Lucie Mathieu grandit, entra au cours préparatoire, et lors des repas de famille, chacun fit des efforts. Philippe, Camille et Danielle se tenaient correctement, avec politesse, sans ces manœuvres sourdes qui avaient autrefois empoisonné l’air. De temps en temps, la belle-mère laissait encore échapper une remarque acide ; mais il suffisait que Philippe fronce les sourcils pour qu’elle s’interrompe aussitôt, comme si la conversation de ce soir-là revenait brusquement lui serrer la gorge.

Quant à Camille, lorsqu’elle repensait à la phrase surprise derrière le rideau du balcon — « Camille ne restera plus longtemps ici » — elle ne tremblait plus. Cette phrase lui inspirait plutôt une ironie amère. Sur un point, sa belle-mère n’avait pas complètement tort : Camille avait effectivement failli perdre son toit. Non parce que son mari voulait divorcer, mais parce que la peur et l’avidité de quelqu’un d’autre avaient presque détruit ce qu’elle avait mis trois ans à construire avec patience : son foyer, sa famille, cette certitude discrète mais tenace qu’elle avait enfin un lendemain à elle.
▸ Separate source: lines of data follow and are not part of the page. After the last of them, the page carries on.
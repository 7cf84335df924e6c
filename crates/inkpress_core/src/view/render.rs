//! Pure projections from notes to a presentation model.
//!
//! # Responsibility
//! - Build list rows and the editor panel without touching any surface.
//! - Own user-visible placeholder texts and timestamp labels.
//!
//! # Invariants
//! - Rendering never mutates notes or storage.
//! - At most one list row is marked selected.

use super::editor::EditorDraft;
use crate::model::note::{Note, NoteId};
use crate::text::{preview_text, word_count};
use chrono::{DateTime, Local, TimeZone, Utc};
use std::fmt::Display;

/// Placeholder for an empty collection.
pub const EMPTY_LIST_MESSAGE: &str = "No notes yet. Create one!";
/// Placeholder for a search without hits.
pub const NO_MATCHES_MESSAGE: &str = "No matching notes found";
/// Layout used for every timestamp label.
pub const TIMESTAMP_FORMAT: &str = "%Y-%m-%d %H:%M:%S";

/// Which sequence a list projection was built from.
#[derive(Debug, Clone, Copy, PartialEq, Eq)]
pub enum ListMode {
    All,
    Search,
}

#[derive(Debug, Clone, PartialEq, Eq)]
pub struct NoteListItem {
    pub id: NoteId,
    /// Title, or the placeholder title when empty.
    pub title: String,
    pub preview: String,
    pub updated_label: String,
    pub selected: bool,
}

#[derive(Debug, Clone, PartialEq, Eq)]
pub enum NoteListView {
    Empty { message: &'static str },
    Items(Vec<NoteListItem>),
}

impl NoteListView {
    pub fn items(&self) -> &[NoteListItem] {
        match self {
            Self::Empty { .. } => &[],
            Self::Items(items) => items,
        }
    }

    pub fn selected_id(&self) -> Option<&NoteId> {
        self.items()
            .iter()
            .find(|item| item.selected)
            .map(|item| &item.id)
    }
}

/// Editor panel for the open note.
#[derive(Debug, Clone, PartialEq, Eq)]
pub struct EditorView {
    pub id: NoteId,
    pub title: String,
    pub content: String,
    pub created_label: String,
    pub updated_label: String,
    /// `Created: <created> | Updated: <updated>`.
    pub date_line: String,
    pub word_count: usize,
    /// `<n> words`.
    pub word_count_label: String,
}

/// Whole-screen projection: note list plus optional editor panel.
#[derive(Debug, Clone, PartialEq, Eq)]
pub struct Presentation {
    pub list: NoteListView,
    pub editor: Option<EditorView>,
}

/// Projects the full collection with `selected` open in the editor.
///
/// An unknown `selected` id renders no editor and no selected row.
pub fn render(notes: &[Note], selected: Option<&NoteId>) -> Presentation {
    let open = selected.and_then(|id| notes.iter().find(|note| &note.id == id));
    Presentation {
        list: render_list(notes, open.map(|note| &note.id), ListMode::All),
        editor: open.map(|note| render_editor(note, None)),
    }
}

/// Builds list rows for `notes` in the given order.
pub fn render_list<'a>(
    notes: impl IntoIterator<Item = &'a Note>,
    selected: Option<&NoteId>,
    mode: ListMode,
) -> NoteListView {
    let items: Vec<NoteListItem> = notes
        .into_iter()
        .map(|note| NoteListItem {
            id: note.id.clone(),
            title: note.display_title().to_string(),
            preview: preview_text(&note.content),
            updated_label: format_timestamp(note.updated_at.instant()),
            selected: selected == Some(&note.id),
        })
        .collect();

    if items.is_empty() {
        let message = match mode {
            ListMode::All => EMPTY_LIST_MESSAGE,
            ListMode::Search => NO_MATCHES_MESSAGE,
        };
        return NoteListView::Empty { message };
    }
    NoteListView::Items(items)
}

/// Builds the editor panel; a draft overrides the stored title/content.
pub fn render_editor(note: &Note, draft: Option<&EditorDraft>) -> EditorView {
    let (title, content) = match draft {
        Some(draft) => (draft.title.clone(), draft.content.clone()),
        None => (note.title.clone(), note.content.clone()),
    };
    let created_label = format_timestamp(note.created_at.instant());
    let updated_label = format_timestamp(note.updated_at.instant());
    let words = word_count(&content);

    EditorView {
        id: note.id.clone(),
        date_line: format!("Created: {created_label} | Updated: {updated_label}"),
        title,
        content,
        created_label,
        updated_label,
        word_count: words,
        word_count_label: format!("{words} words"),
    }
}

/// Formats a timestamp in the local timezone.
pub fn format_timestamp(value: DateTime<Utc>) -> String {
    format_timestamp_in(value, &Local)
}

pub fn format_timestamp_in<Tz>(value: DateTime<Utc>, tz: &Tz) -> String
where
    Tz: TimeZone,
    Tz::Offset: Display,
{
    value.with_timezone(tz).format(TIMESTAMP_FORMAT).to_string()
}
//! Editor state machine and draft buffers.
//!
//! States are `Closed` and `Open(id)`. Create or select opens a note, save
//! keeps it open, delete or an explicit close returns to `Closed`.

use crate::model::note::{Note, NoteId};

#[derive(Debug, Clone, PartialEq, Eq, Default)]
pub enum EditorState {
    #[default]
    Closed,
    Open(NoteId),
}

impl EditorState {
    pub fn open_id(&self) -> Option<&NoteId> {
        match self {
            Self::Closed => None,
            Self::Open(id) => Some(id),
        }
    }
}

/// Unsaved title/content bound to the editable surfaces.
#[derive(Debug, Clone, PartialEq, Eq, Default)]
pub struct EditorDraft {
    pub title: String,
    pub content: String,
}

impl EditorDraft {
    pub fn from_note(note: &Note) -> Self {
        Self {
            title: note.title.clone(),
            content: note.content.clone(),
        }
    }
}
Et désormais, lorsqu’elle lavait le sol sur ce même balcon, derrière le même rideau à fleurs, Camille se surprenait parfois à sourire intérieurement. Quelle chance, finalement, de ne pas avoir écourté cette conversation ce jour-là. Quelle chance de ne pas être sortie tout de suite en faisant semblant de n’avoir rien remarqué. Il arrive que le silence préserve la paix d’une maison. Mais il arrive aussi qu’il permette au mal de grandir dans l’ombre, jusqu’à devenir trop vaste pour qu’on puisse encore le réparer.

Depuis longtemps, Camille avait tranché pour elle-même : si elle devait choisir entre une tranquillité achetée au prix du mensonge et une vérité inconfortable, elle choisirait la vérité. Car une maison bâtie sur les non-dits et les concessions forcées finit tôt ou tard par se fissurer. Tandis qu’un foyer construit sur l’honnêteté, même douloureuse, peut tenir debout très longtemps.